The commissioning process starts at the company’s Savile Row store (or at one of its regular trunk shows in New York or Hong Kong), where a last maker measures the precise dimensions of the customer’s feet, then heads off to create a beech wood replica around which the shoe (£5,000 for the first pair, £4,200 for subsequent pairs) will be fit.
The client then makes decisions about materials (which range from pig skin and alligator to more exotic aquatic options), which a clicker in Gaziano & Girling’s Northampton factory will handcut before a closer stitches the upper part of the shoe together using a hand-waxed linen thread. Recent years have seen a change in bespoke requests, Gaziano & Girling says, with clients moving away from traditional black or brown Oxfords to be worn to the office, and instead ordering more casual shoes. An Asian client, for example, commissioned a bold wingtip double monk in burgundy alligator and iguana.
The final steps see one of the six makers moulding the upper section of the shoe to the last shape, then hand-stitching the welt and the sole onto the shoe, before a finisher creams and colours the shoe, cleans the inside and fits an inner sock.

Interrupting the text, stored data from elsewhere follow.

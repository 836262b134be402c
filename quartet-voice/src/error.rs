//! Error types for the `quartet-voice` crate.

use thiserror::Error;

/// Errors that can occur during speech synthesis.
#[derive(Debug, Error)]
pub enum VoiceError {
    /// The HTTP request could not be completed.
    #[error("HTTP error: {0}")]
    Http(String),

    /// The API accepted the request but returned an error status.
    #[error("API error ({status}): {message}")]
    Api {
        /// The HTTP status code the API returned.
        status: u16,
        /// The error body, if any.
        message: String,
    },

    /// The account has no voices to select from.
    #[error("No voices available")]
    NoVoices,

    /// The response body did not have the expected shape.
    #[error("Invalid response: {0}")]
    InvalidResponse(String),

    /// A configuration problem detected at construction time.
    #[error("Configuration error: {0}")]
    Config(String),
}

/// A convenience result type for voice operations.
pub type Result<T> = std::result::Result<T, VoiceError>;
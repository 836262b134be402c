//! Embedding provider trait for generating vector embeddings from text.

use async_trait::async_trait;

use crate::error::Result;

/// A provider that generates fixed-dimension vector embeddings from text.
///
/// Implementations wrap a specific embedding backend behind a unified
/// async interface and must be deterministic for identical input. The
/// default [`embed_batch`](EmbeddingProvider::embed_batch) implementation
/// calls [`embed`](EmbeddingProvider::embed) sequentially; backends with
/// native batching should override it.
///
/// # Example
///
/// ```rust,ignore
/// use quartet_rag::EmbeddingProvider;
///
/// let embedding = provider.embed("hello world").await?;
/// assert_eq!(embedding.len(), provider.dimensions());
/// ```
#[async_trait]
pub trait EmbeddingProvider: Send + Sync {
    /// Generate an embedding vector for a single text input.
    async fn embed(&self, text: &str) -> Result<Vec<f32>>;

    /// Generate embedding vectors for a batch of text inputs.
    async fn embed_batch(&self, texts: &[&str]) -> Result<Vec<Vec<f32>>> {
        let mut results = Vec::with_capacity(texts.len());
        for text in texts {
            results.push(self.embed(text).await?);
        }
        Ok(results)
    }

    /// Return the dimensionality of embeddings produced by this provider.
    fn dimensions(&self) -> usize;
}
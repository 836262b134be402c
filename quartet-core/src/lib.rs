//! Shared agent abstraction for the Quartet demo.
//!
//! Defines the [`Agent`] trait every agent implements, the closed
//! [`AgentKind`] set used for dispatch, and the common error type.

pub mod agent;
pub mod error;
pub mod kind;

pub use agent::{Agent, AgentInput, AgentOutput, Severity};
pub use error::{QuartetError, Result};
pub use kind::AgentKind;
//! Document indexing and similarity retrieval.
//!
//! This crate is the data path of the document agent: extracted text is
//! embedded into a fixed-dimension vector, stored in a [`SimilarityIndex`]
//! alongside its source text, and retrieved by brute-force nearest-neighbor
//! search. The [`DocumentPipeline`] ties extraction, embedding, and the
//! index into an ingest/query workflow.
//!
//! # Example
//!
//! ```rust,ignore
//! use quartet_rag::{DocumentPipeline, PipelineConfig, PdfTextExtractor};
//!
//! let pipeline = DocumentPipeline::builder()
//!     .config(PipelineConfig::default())
//!     .embedding_provider(Arc::new(provider))
//!     .extractor(Arc::new(PdfTextExtractor::new()))
//!     .build()?;
//!
//! pipeline.ingest(&pdf_bytes).await?;
//! let hit = pipeline.query("what does the report conclude?").await?;
//! println!("{}", hit.preview);
//! ```

pub mod config;
pub mod document;
pub mod embedding;
pub mod error;
pub mod extract;
pub mod hosted;
pub mod index;
pub mod pipeline;

pub use config::PipelineConfig;
pub use document::{Document, Retrieval};
pub use embedding::EmbeddingProvider;
pub use error::{RagError, Result};
pub use extract::{PdfTextExtractor, TextExtractor};
pub use hosted::HostedEmbeddingProvider;
pub use index::SimilarityIndex;
pub use pipeline::{DocumentPipeline, DocumentPipelineBuilder};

Embroidered initials can be added (they are most often placed on the waist of the shoe), and finally a carver creates a shoe tree to the shape of the last, hollowing it out for lightness.
At this point, the customer takes over duties. “Care for bespoke shoes is a must,” explains company co-founder Tony Gaziano. “The shoes need to be regularly moisturised with cream and polished with wax to protect them from the elements, and the soles must be monitored so they’re not worn out too much before being repaired. If a customer does this regularly, there’s no reason why the shoes will not last 20 years plus, and grow more beautiful and comfortable with age.”